[Provided material]
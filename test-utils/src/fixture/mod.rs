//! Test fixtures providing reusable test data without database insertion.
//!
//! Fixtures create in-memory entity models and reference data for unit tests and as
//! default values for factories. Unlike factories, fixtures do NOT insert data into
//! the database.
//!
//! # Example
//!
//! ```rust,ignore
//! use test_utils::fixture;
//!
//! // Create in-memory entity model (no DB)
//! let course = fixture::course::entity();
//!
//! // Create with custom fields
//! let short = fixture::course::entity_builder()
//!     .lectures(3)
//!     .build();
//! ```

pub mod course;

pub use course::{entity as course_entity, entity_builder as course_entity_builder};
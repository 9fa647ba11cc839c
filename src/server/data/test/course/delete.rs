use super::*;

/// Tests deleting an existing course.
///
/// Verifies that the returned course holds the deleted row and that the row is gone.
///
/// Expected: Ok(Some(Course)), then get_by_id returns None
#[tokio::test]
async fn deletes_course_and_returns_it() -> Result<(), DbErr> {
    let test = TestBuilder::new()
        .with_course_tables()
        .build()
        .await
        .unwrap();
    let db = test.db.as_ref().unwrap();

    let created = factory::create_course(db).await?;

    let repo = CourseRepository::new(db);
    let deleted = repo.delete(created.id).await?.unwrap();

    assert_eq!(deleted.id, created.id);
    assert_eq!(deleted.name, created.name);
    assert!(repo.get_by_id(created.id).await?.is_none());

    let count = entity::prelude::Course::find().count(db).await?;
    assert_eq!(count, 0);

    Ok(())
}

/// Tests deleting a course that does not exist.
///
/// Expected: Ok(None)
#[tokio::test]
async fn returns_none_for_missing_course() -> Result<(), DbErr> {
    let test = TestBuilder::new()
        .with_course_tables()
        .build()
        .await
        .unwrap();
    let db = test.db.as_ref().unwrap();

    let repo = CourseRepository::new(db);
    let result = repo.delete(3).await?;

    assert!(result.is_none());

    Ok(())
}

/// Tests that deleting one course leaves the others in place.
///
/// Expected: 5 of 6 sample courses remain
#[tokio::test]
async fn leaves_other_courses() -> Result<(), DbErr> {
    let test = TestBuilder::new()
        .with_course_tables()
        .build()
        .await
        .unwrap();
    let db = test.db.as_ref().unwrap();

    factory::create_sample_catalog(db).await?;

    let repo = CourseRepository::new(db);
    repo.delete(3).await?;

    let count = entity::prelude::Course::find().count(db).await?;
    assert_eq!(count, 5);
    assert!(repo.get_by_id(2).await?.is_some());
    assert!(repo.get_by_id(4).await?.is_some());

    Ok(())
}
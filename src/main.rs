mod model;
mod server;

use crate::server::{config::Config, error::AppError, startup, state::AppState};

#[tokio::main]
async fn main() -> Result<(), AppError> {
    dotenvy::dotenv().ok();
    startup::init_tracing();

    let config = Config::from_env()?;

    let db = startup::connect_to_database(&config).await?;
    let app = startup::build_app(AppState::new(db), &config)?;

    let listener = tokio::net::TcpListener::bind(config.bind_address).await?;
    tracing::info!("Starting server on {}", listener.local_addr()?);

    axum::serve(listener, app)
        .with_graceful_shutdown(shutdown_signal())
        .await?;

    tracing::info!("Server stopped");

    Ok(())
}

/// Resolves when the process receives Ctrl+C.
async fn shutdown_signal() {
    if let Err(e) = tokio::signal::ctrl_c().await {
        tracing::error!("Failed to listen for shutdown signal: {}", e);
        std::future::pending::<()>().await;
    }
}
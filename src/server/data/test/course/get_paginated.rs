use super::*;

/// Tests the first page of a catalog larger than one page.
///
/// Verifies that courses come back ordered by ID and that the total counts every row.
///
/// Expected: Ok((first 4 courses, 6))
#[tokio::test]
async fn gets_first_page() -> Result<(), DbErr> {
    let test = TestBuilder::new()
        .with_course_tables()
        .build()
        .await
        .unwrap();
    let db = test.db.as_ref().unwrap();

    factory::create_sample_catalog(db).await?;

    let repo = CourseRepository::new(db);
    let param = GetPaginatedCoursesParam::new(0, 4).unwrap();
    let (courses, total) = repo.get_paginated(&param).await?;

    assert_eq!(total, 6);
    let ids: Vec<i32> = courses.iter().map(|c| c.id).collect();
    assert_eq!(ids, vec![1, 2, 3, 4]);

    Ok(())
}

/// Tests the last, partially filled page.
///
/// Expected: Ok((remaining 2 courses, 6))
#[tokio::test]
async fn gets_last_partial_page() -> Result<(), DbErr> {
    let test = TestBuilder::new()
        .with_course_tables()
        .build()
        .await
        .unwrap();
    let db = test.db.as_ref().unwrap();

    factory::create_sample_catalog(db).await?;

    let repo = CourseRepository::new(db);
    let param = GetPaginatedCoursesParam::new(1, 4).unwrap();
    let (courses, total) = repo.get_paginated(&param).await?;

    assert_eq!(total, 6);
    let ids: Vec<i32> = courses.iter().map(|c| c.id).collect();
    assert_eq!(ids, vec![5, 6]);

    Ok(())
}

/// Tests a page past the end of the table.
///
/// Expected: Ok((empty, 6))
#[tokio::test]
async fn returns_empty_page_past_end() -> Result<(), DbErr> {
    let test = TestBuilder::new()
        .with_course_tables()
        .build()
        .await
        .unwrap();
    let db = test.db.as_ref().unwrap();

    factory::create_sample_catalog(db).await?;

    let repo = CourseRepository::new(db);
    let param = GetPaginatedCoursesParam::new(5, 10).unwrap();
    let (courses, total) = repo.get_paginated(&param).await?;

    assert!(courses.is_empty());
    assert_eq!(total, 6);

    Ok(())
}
[/Provided material]
Write out each line of the data that holds the string "deleting".

• _Written response_:
/// Tests deleting an existing course.
/// Tests deleting a course that does not exist.
/// Tests that deleting one course leaves the others in place.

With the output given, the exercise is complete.